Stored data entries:
----

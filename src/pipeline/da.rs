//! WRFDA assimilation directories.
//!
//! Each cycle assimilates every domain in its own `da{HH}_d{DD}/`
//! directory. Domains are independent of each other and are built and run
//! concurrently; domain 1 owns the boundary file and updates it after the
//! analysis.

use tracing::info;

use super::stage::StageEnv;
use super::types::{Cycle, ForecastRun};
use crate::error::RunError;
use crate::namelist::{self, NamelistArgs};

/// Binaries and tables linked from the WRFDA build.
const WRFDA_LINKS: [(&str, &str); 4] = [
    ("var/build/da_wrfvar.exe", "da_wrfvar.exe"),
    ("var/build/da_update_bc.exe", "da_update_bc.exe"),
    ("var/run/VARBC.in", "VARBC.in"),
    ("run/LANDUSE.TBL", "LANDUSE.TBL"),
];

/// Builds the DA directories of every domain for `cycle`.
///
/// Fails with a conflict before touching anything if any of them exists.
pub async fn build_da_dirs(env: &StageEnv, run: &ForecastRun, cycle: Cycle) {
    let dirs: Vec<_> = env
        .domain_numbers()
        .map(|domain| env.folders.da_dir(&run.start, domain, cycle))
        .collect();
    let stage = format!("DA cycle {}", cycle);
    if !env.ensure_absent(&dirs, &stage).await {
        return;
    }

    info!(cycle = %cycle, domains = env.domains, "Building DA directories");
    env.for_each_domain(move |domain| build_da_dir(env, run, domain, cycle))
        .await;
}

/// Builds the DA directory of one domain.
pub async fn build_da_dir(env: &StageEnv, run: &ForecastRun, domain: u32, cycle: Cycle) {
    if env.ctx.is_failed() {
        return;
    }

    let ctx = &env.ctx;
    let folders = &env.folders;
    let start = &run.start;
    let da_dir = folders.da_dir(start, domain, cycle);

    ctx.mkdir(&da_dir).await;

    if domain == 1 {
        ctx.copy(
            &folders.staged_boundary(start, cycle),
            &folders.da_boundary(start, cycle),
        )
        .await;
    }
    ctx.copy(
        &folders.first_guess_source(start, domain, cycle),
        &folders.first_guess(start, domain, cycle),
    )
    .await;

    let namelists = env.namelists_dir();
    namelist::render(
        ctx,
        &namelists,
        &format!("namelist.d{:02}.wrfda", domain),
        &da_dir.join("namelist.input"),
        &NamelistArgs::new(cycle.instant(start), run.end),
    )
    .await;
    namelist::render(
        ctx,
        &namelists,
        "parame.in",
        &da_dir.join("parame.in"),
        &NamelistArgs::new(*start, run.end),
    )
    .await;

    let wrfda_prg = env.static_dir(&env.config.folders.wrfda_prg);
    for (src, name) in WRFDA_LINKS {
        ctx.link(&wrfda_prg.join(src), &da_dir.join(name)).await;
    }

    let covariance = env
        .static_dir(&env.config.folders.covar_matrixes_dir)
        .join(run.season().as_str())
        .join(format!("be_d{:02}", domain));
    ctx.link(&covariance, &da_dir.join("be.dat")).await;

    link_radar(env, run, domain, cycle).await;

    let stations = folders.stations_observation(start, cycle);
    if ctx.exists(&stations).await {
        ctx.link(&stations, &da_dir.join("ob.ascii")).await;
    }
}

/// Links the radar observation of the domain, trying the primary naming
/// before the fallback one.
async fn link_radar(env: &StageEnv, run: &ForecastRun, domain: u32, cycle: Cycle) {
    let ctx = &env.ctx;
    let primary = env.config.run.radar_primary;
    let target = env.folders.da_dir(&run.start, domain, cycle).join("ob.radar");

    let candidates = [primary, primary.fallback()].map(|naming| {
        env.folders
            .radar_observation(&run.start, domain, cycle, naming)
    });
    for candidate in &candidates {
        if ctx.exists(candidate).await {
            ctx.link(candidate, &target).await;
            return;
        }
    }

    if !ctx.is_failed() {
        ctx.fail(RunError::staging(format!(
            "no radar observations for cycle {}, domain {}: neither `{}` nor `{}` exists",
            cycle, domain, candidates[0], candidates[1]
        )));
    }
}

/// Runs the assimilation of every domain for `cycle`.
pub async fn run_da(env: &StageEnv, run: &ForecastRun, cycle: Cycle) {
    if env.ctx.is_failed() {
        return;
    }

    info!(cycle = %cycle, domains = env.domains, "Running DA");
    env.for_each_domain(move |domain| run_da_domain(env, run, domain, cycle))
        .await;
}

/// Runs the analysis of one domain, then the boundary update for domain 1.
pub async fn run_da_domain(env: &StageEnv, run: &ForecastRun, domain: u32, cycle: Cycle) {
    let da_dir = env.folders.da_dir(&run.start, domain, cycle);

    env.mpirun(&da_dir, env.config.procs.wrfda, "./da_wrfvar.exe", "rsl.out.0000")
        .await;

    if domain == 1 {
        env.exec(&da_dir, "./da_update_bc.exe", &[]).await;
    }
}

----

> [WHAT THE TASK ASKS] The reply is to be an exact repeat of the records above.

> [EXPECTED ANSWER]
filename src/pipeline/da.rs
//! WRFDA assimilation directories.
//!
//! Each cycle assimilates every domain in its own `da{HH}_d{DD}/`
//! directory. Domains are independent of each other and are built and run
//! concurrently; domain 1 owns the boundary file and updates it after the
//! analysis.

use tracing::info;

use super::stage::StageEnv;
use super::types::{Cycle, ForecastRun};
use crate::error::RunError;
use crate::namelist::{self, NamelistArgs};

/// Binaries and tables linked from the WRFDA build.
const WRFDA_LINKS: [(&str, &str); 4] = [
    ("var/build/da_wrfvar.exe", "da_wrfvar.exe"),
    ("var/build/da_update_bc.exe", "da_update_bc.exe"),
    ("var/run/VARBC.in", "VARBC.in"),
    ("run/LANDUSE.TBL", "LANDUSE.TBL"),
];

/// Builds the DA directories of every domain for `cycle`.
///
/// Fails with a conflict before touching anything if any of them exists.
pub async fn build_da_dirs(env: &StageEnv, run: &ForecastRun, cycle: Cycle) {
    let dirs: Vec<_> = env
        .domain_numbers()
        .map(|domain| env.folders.da_dir(&run.start, domain, cycle))
        .collect();
    let stage = format!("DA cycle {}", cycle);
    if !env.ensure_absent(&dirs, &stage).await {
        return;
    }

    info!(cycle = %cycle, domains = env.domains, "Building DA directories");
    env.for_each_domain(move |domain| build_da_dir(env, run, domain, cycle))
        .await;
}

/// Builds the DA directory of one domain.
pub async fn build_da_dir(env: &StageEnv, run: &ForecastRun, domain: u32, cycle: Cycle) {
    if env.ctx.is_failed() {
        return;
    }

    let ctx = &env.ctx;
    let folders = &env.folders;
    let start = &run.start;
    let da_dir = folders.da_dir(start, domain, cycle);

    ctx.mkdir(&da_dir).await;

    if domain == 1 {
        ctx.copy(
            &folders.staged_boundary(start, cycle),
            &folders.da_boundary(start, cycle),
        )
        .await;
    }
    ctx.copy(
        &folders.first_guess_source(start, domain, cycle),
        &folders.first_guess(start, domain, cycle),
    )
    .await;

    let namelists = env.namelists_dir();
    namelist::render(
        ctx,
        &namelists,
        &format!("namelist.d{:02}.wrfda", domain),
        &da_dir.join("namelist.input"),
        &NamelistArgs::new(cycle.instant(start), run.end),
    )
    .await;
    namelist::render(
        ctx,
        &namelists,
        "parame.in",
        &da_dir.join("parame.in"),
        &NamelistArgs::new(*start, run.end),
    )
    .await;

    let wrfda_prg = env.static_dir(&env.config.folders.wrfda_prg);
    for (src, name) in WRFDA_LINKS {
        ctx.link(&wrfda_prg.join(src), &da_dir.join(name)).await;
    }

    let covariance = env
        .static_dir(&env.config.folders.covar_matrixes_dir)
        .join(run.season().as_str())
        .join(format!("be_d{:02}", domain));
    ctx.link(&covariance, &da_dir.join("be.dat")).await;

    link_radar(env, run, domain, cycle).await;

    let stations = folders.stations_observation(start, cycle);
    if ctx.exists(&stations).await {
        ctx.link(&stations, &da_dir.join("ob.ascii")).await;
    }
}

/// Links the radar observation of the domain, trying the primary naming
/// before the fallback one.
async fn link_radar(env: &StageEnv, run: &ForecastRun, domain: u32, cycle: Cycle) {
    let ctx = &env.ctx;
    let primary = env.config.run.radar_primary;
    let target = env.folders.da_dir(&run.start, domain, cycle).join("ob.radar");

    let candidates = [primary, primary.fallback()].map(|naming| {
        env.folders
            .radar_observation(&run.start, domain, cycle, naming)
    });
    for candidate in &candidates {
        if ctx.exists(candidate).await {
            ctx.link(candidate, &target).await;
            return;
        }
    }

    if !ctx.is_failed() {
        ctx.fail(RunError::staging(format!(
            "no radar observations for cycle {}, domain {}: neither `{}` nor `{}` exists",
            cycle, domain, candidates[0], candidates[1]
        )));
    }
}

/// Runs the assimilation of every domain for `cycle`.
pub async fn run_da(env: &StageEnv, run: &ForecastRun, cycle: Cycle) {
    if env.ctx.is_failed() {
        return;
    }

    info!(cycle = %cycle, domains = env.domains, "Running DA");
    env.for_each_domain(move |domain| run_da_domain(env, run, domain, cycle))
        .await;
}

/// Runs the analysis of one domain, then the boundary update for domain 1.
pub async fn run_da_domain(env: &StageEnv, run: &ForecastRun, domain: u32, cycle: Cycle) {
    let da_dir = env.folders.da_dir(&run.start, domain, cycle);

    env.mpirun(&da_dir, env.config.procs.wrfda, "./da_wrfvar.exe", "rsl.out.0000")
        .await;

    if domain == 1 {
        env.exec(&da_dir, "./da_update_bc.exe", &[]).await;
    }
}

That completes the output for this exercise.